Fronteira, de Rafael Conde (Brasil, 2008)
por Paulo Santos Lima

Filme iluminado

Temos aqui Maria Santa, que vive no início do século passado, num casarão campestre, e cuja fama de santa milagreira mexe com a demanda coletiva local. A chegada de um viajante aflora a sexualidade de Maria, que entra em choque com a tia que pretende prepará-la para o “grande milagre”. Neste seu segundo longa, o diretor mineiro Rafael Conde opta por um cinema à margem da tradição comercial-popular, preferindo o exercício estilístico e a experiência do encontro entre câmera e mundo. Conde conta essa história de folhetim com imagens poderosas, rigorosamente enquadradas por uma câmera suave e completamente controlada.

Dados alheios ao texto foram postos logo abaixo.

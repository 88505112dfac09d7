//! HTTP Client Implementation using Reqwest

use async_trait::async_trait;
use bridge_traits::{
    error::{BridgeError, Result},
    http::{strip_query, ByteStream, HttpClient, HttpRequest, HttpResponseStream, HttpSettings},
};
use futures_util::StreamExt;
use reqwest::{redirect, Client};
use std::collections::HashMap;
use std::time::Duration;
use tracing::{debug, warn};

/// Reqwest-based HTTP client implementation
///
/// Provides media fetching with:
/// - Connection pooling via reqwest
/// - Connect timeout at the transport level
/// - Read timeout enforced between body chunks
/// - Redirect policy honoring `allow_cross_protocol_redirects`
pub struct ReqwestHttpClient {
    client: Client,
    settings: HttpSettings,
}

impl ReqwestHttpClient {
    /// Create a new HTTP client with the given transport settings.
    pub fn new(settings: HttpSettings) -> Result<Self> {
        let client = Client::builder()
            .connect_timeout(settings.connect_timeout)
            .pool_max_idle_per_host(10)
            .redirect(Self::redirect_policy(&settings))
            .build()
            .map_err(|e| {
                BridgeError::OperationFailed(format!("Failed to build HTTP client: {}", e))
            })?;

        Ok(Self { client, settings })
    }

    /// Wrap an existing reqwest client (e.g. with a proxy or custom TLS).
    ///
    /// Only `read_timeout` from `settings` is enforced by this wrapper; the
    /// rest must already be configured on `client`.
    pub fn with_client(client: Client, settings: HttpSettings) -> Self {
        Self { client, settings }
    }

    fn redirect_policy(settings: &HttpSettings) -> redirect::Policy {
        let max_redirects = settings.max_redirects;
        let allow_cross_protocol = settings.allow_cross_protocol_redirects;

        redirect::Policy::custom(move |attempt| {
            // `previous` includes the original request.
            if attempt.previous().len() > max_redirects {
                return attempt.error("too many redirects");
            }
            if !allow_cross_protocol {
                let switches_scheme = attempt
                    .previous()
                    .last()
                    .map(|prev| prev.scheme() != attempt.url().scheme())
                    .unwrap_or(false);
                if switches_scheme {
                    return attempt.stop();
                }
            }
            attempt.follow()
        })
    }

    /// Build reqwest request from bridge request
    fn build_request(&self, request: &HttpRequest) -> reqwest::RequestBuilder {
        let mut req = self.client.get(&request.url);

        for (key, value) in &request.headers {
            req = req.header(key.as_str(), value.as_str());
        }

        if let Some(range) = request.range.and_then(|r| r.header_value()) {
            req = req.header(reqwest::header::RANGE, range);
        }

        if let Some(timeout) = request.timeout {
            req = req.timeout(timeout);
        }

        req
    }

    /// Body stream failing with [`BridgeError::Timeout`] once no chunk
    /// arrives within `read_timeout`. `url` must already be redacted.
    fn body_with_read_timeout(
        response: reqwest::Response,
        read_timeout: Duration,
        url: String,
    ) -> ByteStream {
        let body = Box::pin(response.bytes_stream());

        let stream = futures_util::stream::unfold(Some(body), move |state| {
            let url = url.clone();
            async move {
                let mut body = state?;
                match tokio::time::timeout(read_timeout, body.next()).await {
                    Ok(Some(Ok(chunk))) => Some((Ok(chunk), Some(body))),
                    Ok(Some(Err(e))) => Some((
                        Err(BridgeError::OperationFailed(e.without_url().to_string())),
                        None,
                    )),
                    Ok(None) => None,
                    Err(_) => {
                        warn!(url = %url, "HTTP body read timed out");
                        Some((Err(BridgeError::Timeout(format!("reading {}", url))), None))
                    }
                }
            }
        });

        Box::pin(stream)
    }
}

#[async_trait]
impl HttpClient for ReqwestHttpClient {
    async fn open(&self, request: HttpRequest) -> Result<HttpResponseStream> {
        debug!(
            range = ?request.range,
            "Opening HTTP stream"
        );

        let response = self.build_request(&request).send().await.map_err(|e| {
            if e.is_timeout() {
                let host = e
                    .url()
                    .and_then(|u| u.host_str())
                    .unwrap_or_default()
                    .to_string();
                BridgeError::Timeout(format!("connecting to {}", host))
            } else if e.is_connect() {
                BridgeError::OperationFailed(format!("Connection failed: {}", e.without_url()))
            } else if e.is_redirect() {
                BridgeError::OperationFailed(format!("Redirect rejected: {}", e.without_url()))
            } else {
                BridgeError::OperationFailed(e.without_url().to_string())
            }
        })?;

        let status = response.status().as_u16();
        let content_length = response.content_length();
        let headers: HashMap<String, String> = response
            .headers()
            .iter()
            .filter_map(|(k, v)| v.to_str().ok().map(|s| (k.to_string(), s.to_string())))
            .collect();

        let url = strip_query(&request.url).to_string();
        let body = Self::body_with_read_timeout(response, self.settings.read_timeout, url);

        Ok(HttpResponseStream {
            status,
            headers,
            content_length,
            body,
        })
    }

    fn settings(&self) -> &HttpSettings {
        &self.settings
    }
}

Não é um filme tableau, até porque a decupagem é uma força constante. Ora decupa-se com a luz, ora com o movimento de câmera, e aqui temos a fotografia do extraordinário Luís Abramo criando densidades variadas, indo de um registro da natureza (as montanhas, vegetações e pedras) que muito lembra o Lady Chatterley de Pascale Ferran, a internas do casarão que confirmam uma austeridade que talvez pese a mão no resultado final. É como se todo o espaço da casa tivesse de transmitir ao espectador toda uma carga de informações (simbólicas, às vezes) que tiram o lado corporal, superficial, dos objetos em cena.O que Rafael Conde faz, e que é bastante interessante, é utilizar literalmente a luz para traduzir um estado de graça divina, o lado metafísico da história narrada: uma luz autônoma que invade o plano como facho, adentrando as janelas, chegando à Maria. Em outros termos, o registro é contraditório, no qual tudo é pictoricamente fotografado ao mesmo passo em que há uma concretude, um “suor” das coisas em cena (móveis, chão, os corpos, panos, campim). Jamais naturalista, esse jogo entre o realismo e a metafísica deixa o filme em suspenso, com algo não se articulando como corpo cinematográfico. Não é a trilha incidental, que se faz de um excesso medonho, verdadeiro canhoneio contra o lado high art do filme.
 

Por outro lado, é bastante interessante que este segundo longa do mineiro Rafael Conde surja assim, com proposta prima ao Lavoura Arcaica de Luiz Fernando Carvalho. Ainda que LFC saia mais impecável e profundo em sua empreitada autoral, está claro que, em ambos os casos, há uma certa contaminação de uma “gramática artística” que pretende algo fora do eixo, fora da dramaturgia usual. Pode-se dizer que nem é um caso, este de Fronteira (e de Lavoura Arcaica também), de um filme de arte com concessões. Claro, sempre há as domesticações, pois os custos dão choques também nos corações livres e rebeldes, mas projetos como este de Rafael Conde, mesmo com seus desandos, são gritos corajosos (e insanos) que atentam contra a integridade anódina do gesso mercantil que envolve o corpo de nosso cinema factivelmente artesanal.